> **ACTIVITY**
Return every record exactly. Omit nothing.

[Stored data entries]

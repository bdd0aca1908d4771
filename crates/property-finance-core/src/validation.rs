//! Field-level input checks shared by the calculators.
//!
//! Each helper fails with [`PropertyFinanceError::Validation`] naming the
//! offending field, so a caller can map the failure back to a form input.

use rust_decimal::Decimal;

use crate::error::PropertyFinanceError;
use crate::PropertyFinanceResult;

/// Require `value > 0`.
pub fn assert_positive(value: Decimal, field: &str) -> PropertyFinanceResult<()> {
    if value <= Decimal::ZERO {
        return Err(PropertyFinanceError::validation(
            field,
            format!("must be greater than zero (got {value})"),
        ));
    }
    Ok(())
}

/// Require `value >= 0`.
pub fn assert_non_negative(value: Decimal, field: &str) -> PropertyFinanceResult<()> {
    if value < Decimal::ZERO {
        return Err(PropertyFinanceError::validation(
            field,
            format!("must not be negative (got {value})"),
        ));
    }
    Ok(())
}

/// Require `min <= value <= max` (both bounds inclusive).
pub fn assert_in_range(
    value: Decimal,
    min: Decimal,
    max: Decimal,
    field: &str,
) -> PropertyFinanceResult<()> {
    if value < min || value > max {
        return Err(PropertyFinanceError::validation(
            field,
            format!("must be between {min} and {max} (got {value})"),
        ));
    }
    Ok(())
}

/// Require a whole number of years of at least one.
pub fn assert_years(years: u32, field: &str) -> PropertyFinanceResult<()> {
    assert_positive(Decimal::from(years), field)
}

#[cfg(test)]
mod tests {
    use super::*;
    use rust_decimal_macros::dec;

    fn field_of(result: PropertyFinanceResult<()>) -> String {
        match result {
            Err(PropertyFinanceError::Validation { field, .. }) => field,
            other => panic!("expected validation error, got {other:?}"),
        }
    }

    #[test]
    fn test_positive() {
        assert!(assert_positive(dec!(0.01), "principal").is_ok());
        assert_eq!(field_of(assert_positive(Decimal::ZERO, "principal")), "principal");
        assert_eq!(field_of(assert_positive(dec!(-1), "principal")), "principal");
    }

    #[test]
    fn test_non_negative() {
        assert!(assert_non_negative(Decimal::ZERO, "annual_rent").is_ok());
        assert_eq!(
            field_of(assert_non_negative(dec!(-0.5), "annual_rent")),
            "annual_rent"
        );
    }

    #[test]
    fn test_in_range_inclusive_bounds() {
        assert!(assert_in_range(dec!(0), dec!(0), dec!(100), "down_payment").is_ok());
        assert!(assert_in_range(dec!(100), dec!(0), dec!(100), "down_payment").is_ok());
        assert_eq!(
            field_of(assert_in_range(dec!(100.01), dec!(0), dec!(100), "down_payment")),
            "down_payment"
        );
        assert_eq!(
            field_of(assert_in_range(dec!(-1), dec!(0), dec!(100), "down_payment")),
            "down_payment"
        );
    }

    #[test]
    fn test_years() {
        assert!(assert_years(1, "term_years").is_ok());
        assert_eq!(field_of(assert_years(0, "term_years")), "term_years");
    }

    #[test]
    fn test_message_carries_value() {
        let err = assert_positive(dec!(-3), "property_value").unwrap_err();
        assert!(err.to_string().contains("-3"), "{err}");
    }
}
pub mod csv_out;
pub mod json;
pub mod minimal;
pub mod table;

use crate::OutputFormat;
use serde_json::Value;

/// Dispatch output to the appropriate formatter.
pub fn format_output(format: &OutputFormat, value: &Value) {
    match format {
        OutputFormat::Json => json::print_json(value),
        OutputFormat::Table => table::print_table(value),
        OutputFormat::Csv => csv_out::print_csv(value),
        OutputFormat::Minimal => minimal::print_minimal(value),
    }
}

/// The `result` object of a computation envelope, or the value itself.
pub(crate) fn result_of(value: &Value) -> &Value {
    value
        .as_object()
        .and_then(|m| m.get("result"))
        .unwrap_or(value)
}

/// Render a scalar cell. Decimals arrive as JSON strings and print as-is.
pub(crate) fn format_cell(value: &Value) -> String {
    match value {
        Value::String(s) => s.clone(),
        Value::Number(n) => n.to_string(),
        Value::Bool(b) => b.to_string(),
        Value::Null => String::new(),
        _ => serde_json::to_string(value).unwrap_or_default(),
    }
}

> **YOUR RESPONSE**
repository bdd0aca1908d4771
filename crates/property-finance-core/src/validation.rs
//! Field-level input checks shared by the calculators.
//!
//! Each helper fails with [`PropertyFinanceError::Validation`] naming the
//! offending field, so a caller can map the failure back to a form input.

use rust_decimal::Decimal;

use crate::error::PropertyFinanceError;
use crate::PropertyFinanceResult;

/// Require `value > 0`.
pub fn assert_positive(value: Decimal, field: &str) -> PropertyFinanceResult<()> {
    if value <= Decimal::ZERO {
        return Err(PropertyFinanceError::validation(
            field,
            format!("must be greater than zero (got {value})"),
        ));
    }
    Ok(())
}

/// Require `value >= 0`.
pub fn assert_non_negative(value: Decimal, field: &str) -> PropertyFinanceResult<()> {
    if value < Decimal::ZERO {
        return Err(PropertyFinanceError::validation(
            field,
            format!("must not be negative (got {value})"),
        ));
    }
    Ok(())
}

/// Require `min <= value <= max` (both bounds inclusive).
pub fn assert_in_range(
    value: Decimal,
    min: Decimal,
    max: Decimal,
    field: &str,
) -> PropertyFinanceResult<()> {
    if value < min || value > max {
        return Err(PropertyFinanceError::validation(
            field,
            format!("must be between {min} and {max} (got {value})"),
        ));
    }
    Ok(())
}

/// Require a whole number of years of at least one.
pub fn assert_years(years: u32, field: &str) -> PropertyFinanceResult<()> {
    assert_positive(Decimal::from(years), field)
}

#[cfg(test)]
mod tests {
    use super::*;
    use rust_decimal_macros::dec;

    fn field_of(result: PropertyFinanceResult<()>) -> String {
        match result {
            Err(PropertyFinanceError::Validation { field, .. }) => field,
            other => panic!("expected validation error, got {other:?}"),
        }
    }

    #[test]
    fn test_positive() {
        assert!(assert_positive(dec!(0.01), "principal").is_ok());
        assert_eq!(field_of(assert_positive(Decimal::ZERO, "principal")), "principal");
        assert_eq!(field_of(assert_positive(dec!(-1), "principal")), "principal");
    }

    #[test]
    fn test_non_negative() {
        assert!(assert_non_negative(Decimal::ZERO, "annual_rent").is_ok());
        assert_eq!(
            field_of(assert_non_negative(dec!(-0.5), "annual_rent")),
            "annual_rent"
        );
    }

    #[test]
    fn test_in_range_inclusive_bounds() {
        assert!(assert_in_range(dec!(0), dec!(0), dec!(100), "down_payment").is_ok());
        assert!(assert_in_range(dec!(100), dec!(0), dec!(100), "down_payment").is_ok());
        assert_eq!(
            field_of(assert_in_range(dec!(100.01), dec!(0), dec!(100), "down_payment")),
            "down_payment"
        );
        assert_eq!(
            field_of(assert_in_range(dec!(-1), dec!(0), dec!(100), "down_payment")),
            "down_payment"
        );
    }

    #[test]
    fn test_years() {
        assert!(assert_years(1, "term_years").is_ok());
        assert_eq!(field_of(assert_years(0, "term_years")), "term_years");
    }

    #[test]
    fn test_message_carries_value() {
        let err = assert_positive(dec!(-3), "property_value").unwrap_err();
        assert!(err.to_string().contains("-3"), "{err}");
    }
}
pub mod csv_out;
pub mod json;
pub mod minimal;
pub mod table;

use crate::OutputFormat;
use serde_json::Value;

/// Dispatch output to the appropriate formatter.
pub fn format_output(format: &OutputFormat, value: &Value) {
    match format {
        OutputFormat::Json => json::print_json(value),
        OutputFormat::Table => table::print_table(value),
        OutputFormat::Csv => csv_out::print_csv(value),
        OutputFormat::Minimal => minimal::print_minimal(value),
    }
}

/// The `result` object of a computation envelope, or the value itself.
pub(crate) fn result_of(value: &Value) -> &Value {
    value
        .as_object()
        .and_then(|m| m.get("result"))
        .unwrap_or(value)
}

/// Render a scalar cell. Decimals arrive as JSON strings and print as-is.
pub(crate) fn format_cell(value: &Value) -> String {
    match value {
        Value::String(s) => s.clone(),
        Value::Number(n) => n.to_string(),
        Value::Bool(b) => b.to_string(),
        Value::Null => String::new(),
        _ => serde_json::to_string(value).unwrap_or_default(),
    }
}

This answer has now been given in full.